§ **Work item**
I need the number of lines in the data that include "accrued"; reply with that number alone.

Dataset entries
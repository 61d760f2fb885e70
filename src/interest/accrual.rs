use chrono::NaiveDate;

use crate::calendar::{days_inclusive, is_accrual_day};
use crate::decimal::{Money, Rate};
use crate::results::Step;

/// actual/365 daily accrual
#[derive(Debug, Clone, Copy, PartialEq)]
pub struct AccrualEngine {
    daily_rate: Rate,
}

impl AccrualEngine {
    pub fn new(annual_rate: Rate) -> Self {
        Self {
            daily_rate: annual_rate.daily_rate(),
        }
    }

    pub fn daily_rate(&self) -> Rate {
        self.daily_rate
    }

    /// interest earned by `balance` on `date`; zero outside the accrual windows
    pub fn interest_for_day(&self, balance: Money, date: NaiveDate) -> Money {
        if self.daily_rate.is_zero() || !is_accrual_day(date) {
            return Money::ZERO;
        }
        balance * self.daily_rate.as_decimal()
    }
}

/// interest pending payout, plus the open diagnostic sub-period
///
/// `pending` runs from one payout to the next. The sub-period is narrower:
/// it is also cut by every timeline event so each [`Step`] covers a stretch
/// of constant principal.
#[derive(Debug, Clone, PartialEq)]
pub struct AccrualWindow {
    pending: Money,
    period_start: NaiveDate,
    period_principal: Money,
    period_interest: Money,
}

impl AccrualWindow {
    pub fn open(start: NaiveDate, principal: Money) -> Self {
        Self {
            pending: Money::ZERO,
            period_start: start,
            period_principal: principal,
            period_interest: Money::ZERO,
        }
    }

    pub fn accrue(&mut self, interest: Money) {
        self.pending += interest;
        self.period_interest += interest;
    }

    /// unrounded interest accrued since the last payout
    pub fn pending(&self) -> Money {
        self.pending
    }

    pub fn period_start(&self) -> NaiveDate {
        self.period_start
    }

    /// whether a payout on `date` has anything to close
    pub fn is_due_on(&self, date: NaiveDate) -> bool {
        self.pending.is_positive() || self.period_start < date
    }

    /// interest accrued in the current sub-period
    pub fn period_interest(&self) -> Money {
        self.period_interest
    }

    /// end the sub-period on `through`, returning its step when it covers any days
    pub fn close_period(&mut self, through: NaiveDate) -> Option<Step> {
        let step = if self.period_start <= through {
            Some(Step {
                from_date: self.period_start,
                to_date: through,
                days: days_inclusive(self.period_start, through).max(1),
                principal: self.period_principal.round_money(),
                gross_interest: self.period_interest.round_money(),
            })
        } else {
            None
        };
        self.period_interest = Money::ZERO;
        step
    }

    /// begin a new sub-period on `date` at the given principal
    pub fn reopen(&mut self, date: NaiveDate, principal: Money) {
        self.period_start = date;
        self.period_principal = principal;
        self.period_interest = Money::ZERO;
    }

    /// restate the open sub-period's principal without ending it
    pub fn rebase(&mut self, principal: Money) {
        self.period_principal = principal;
    }

    /// hand the pending interest over to a payout
    pub fn take_pending(&mut self) -> Money {
        std::mem::replace(&mut self.pending, Money::ZERO)
    }
}

#[cfg(test)]
mod tests {
    use super::*;
    use rust_decimal_macros::dec;

    fn d(y: i32, m: u32, day: u32) -> NaiveDate {
        NaiveDate::from_ymd_opt(y, m, day).unwrap()
    }

    #[test]
    fn test_daily_interest_uses_365_even_in_leap_years() {
        let engine = AccrualEngine::new(Rate::from_percentage(dec!(5)));
        let principal = Money::from_major(10_000);

        let normal = engine.interest_for_day(principal, d(2023, 3, 1));
        let leap_day = engine.interest_for_day(principal, d(2024, 2, 29));

        assert_eq!(normal, leap_day);
        assert_eq!(normal.round_money(), Money::from(dec!(1.37)));
    }

    #[test]
    fn test_no_accrual_on_new_years_eve_or_at_zero_rate() {
        let engine = AccrualEngine::new(Rate::from_percentage(dec!(5)));
        assert!(engine.interest_for_day(Money::from_major(10_000), d(2025, 12, 31)).is_zero());
        assert!(engine.interest_for_day(Money::from_major(10_000), d(2025, 12, 30)).is_positive());

        let zero = AccrualEngine::new(Rate::ZERO);
        assert!(zero.interest_for_day(Money::from_major(10_000), d(2025, 3, 1)).is_zero());
    }

    #[test]
    fn test_window_closes_steps() {
        let engine = AccrualEngine::new(Rate::from_percentage(dec!(2)));
        let principal = Money::from_major(10_000);
        let mut window = AccrualWindow::open(d(2023, 1, 1), principal);

        let mut date = d(2023, 1, 1);
        while date < d(2023, 6, 30) {
            window.accrue(engine.interest_for_day(principal, date));
            date = date.succ_opt().unwrap();
        }
        assert!(window.is_due_on(d(2023, 6, 30)));

        let step = window.close_period(d(2023, 6, 29)).unwrap();
        assert_eq!(step.from_date, d(2023, 1, 1));
        assert_eq!(step.to_date, d(2023, 6, 29));
        assert_eq!(step.days, 180);
        assert_eq!(step.gross_interest, Money::from(dec!(98.63)));
        assert!(window.period_interest().is_zero());

        assert_eq!(window.take_pending().round_money(), Money::from(dec!(98.63)));
        assert!(window.pending().is_zero());
    }

    #[test]
    fn test_empty_period_yields_no_step() {
        let mut window = AccrualWindow::open(d(2025, 3, 15), Money::from_major(1));
        assert!(window.close_period(d(2025, 3, 14)).is_none());
        assert!(!window.is_due_on(d(2025, 3, 15)));

        window.reopen(d(2025, 3, 16), Money::from_major(2));
        assert_eq!(window.period_start(), d(2025, 3, 16));
    }

    #[test]
    fn test_rebase_keeps_period_open() {
        let engine = AccrualEngine::new(Rate::from_percentage(dec!(2)));
        let mut window = AccrualWindow::open(d(2025, 12, 31), Money::from_major(1_000));
        window.rebase(Money::from_major(1_100));
        window.accrue(engine.interest_for_day(Money::from_major(1_100), d(2026, 1, 1)));

        let step = window.close_period(d(2026, 1, 1)).unwrap();
        assert_eq!(step.from_date, d(2025, 12, 31));
        assert_eq!(step.principal, Money::from_major(1_100));
        assert_eq!(step.days, 2);
    }
}
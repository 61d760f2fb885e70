use chrono::NaiveDate;
use tracing::trace;

use crate::calendar::{format_date, parse_date};
use crate::config::TimelineEvent;
use crate::decimal::Money;
use crate::errors::{Result, SavingsError};
use crate::state::Holdings;
use crate::types::EventKind;

/// validated event with a parsed date
#[derive(Debug, Clone, Copy, PartialEq, Eq)]
pub struct ScheduledEvent {
    pub date: NaiveDate,
    pub kind: EventKind,
    pub amount: Money,
}

impl ScheduledEvent {
    /// adjust balance and contributions; a withdrawal may not overdraw the account
    pub fn apply(&self, holdings: Holdings) -> Result<Holdings> {
        match self.kind {
            EventKind::Deposit => Ok(Holdings {
                balance: holdings.balance + self.amount,
                contributions: holdings.contributions + self.amount,
            }),
            EventKind::Withdraw => {
                let balance = holdings.balance - self.amount;
                if balance.is_negative() {
                    return Err(SavingsError::InsufficientBalance {
                        date: self.date,
                        balance: holdings.balance.round_money(),
                        requested: self.amount,
                    });
                }
                Ok(Holdings {
                    balance,
                    contributions: holdings.contributions - self.amount,
                })
            }
        }
    }
}

/// ordered events plus a cursor into them
///
/// Events are validated and sorted once; the day walk then drains them
/// through [`EventTimeline::next_due`] so each is applied exactly once.
#[derive(Debug, Clone, Default)]
pub struct EventTimeline {
    events: Vec<ScheduledEvent>,
    cursor: usize,
}

impl EventTimeline {
    /// validate, guard same-day sequencing and sort the raw events
    pub fn prepare(raw: &[TimelineEvent], start: NaiveDate, end: NaiveDate) -> Result<Self> {
        let mut events = raw
            .iter()
            .map(|event| validate_event(event, start, end))
            .collect::<Result<Vec<_>>>()?;

        // checked in submission order, before sorting would hide it
        for pair in events.windows(2) {
            let (prev, next) = (&pair[0], &pair[1]);
            if prev.date == next.date && prev.kind == EventKind::Withdraw && next.kind == EventKind::Deposit {
                return Err(SavingsError::Sequencing { date: next.date });
            }
        }

        // stable, so equal (date, kind) keep submission order
        events.sort_by_key(|e| (e.date, e.kind.same_day_rank()));

        Ok(Self { events, cursor: 0 })
    }

    /// next unapplied event dated on or before `date`
    pub fn next_due(&mut self, date: NaiveDate) -> Option<ScheduledEvent> {
        let event = *self.events.get(self.cursor)?;
        if event.date > date {
            return None;
        }
        self.cursor += 1;
        trace!(date = %format_date(event.date), kind = ?event.kind, amount = %event.amount, "timeline event due");
        Some(event)
    }

    pub fn events(&self) -> &[ScheduledEvent] {
        &self.events
    }

    pub fn remaining(&self) -> usize {
        self.events.len() - self.cursor
    }

    pub fn is_exhausted(&self) -> bool {
        self.cursor >= self.events.len()
    }
}

fn validate_event(event: &TimelineEvent, start: NaiveDate, end: NaiveDate) -> Result<ScheduledEvent> {
    if !event.amount.is_positive() {
        return Err(SavingsError::validation(format!(
            "event amount must be positive, got {}",
            event.amount
        )));
    }

    if event.amount > Money::MAX_INPUT {
        return Err(SavingsError::validation(format!(
            "event amount {} exceeds the supported maximum of {}",
            event.amount,
            Money::MAX_INPUT
        )));
    }

    let date = parse_date(&event.date)?;
    if date < start || date > end {
        return Err(SavingsError::validation(format!(
            "event date {} must be within the calculation range {} to {}",
            event.date,
            format_date(start),
            format_date(end)
        )));
    }

    Ok(ScheduledEvent {
        date,
        kind: event.kind,
        amount: event.amount,
    })
}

§ **Answer to this exercise**
2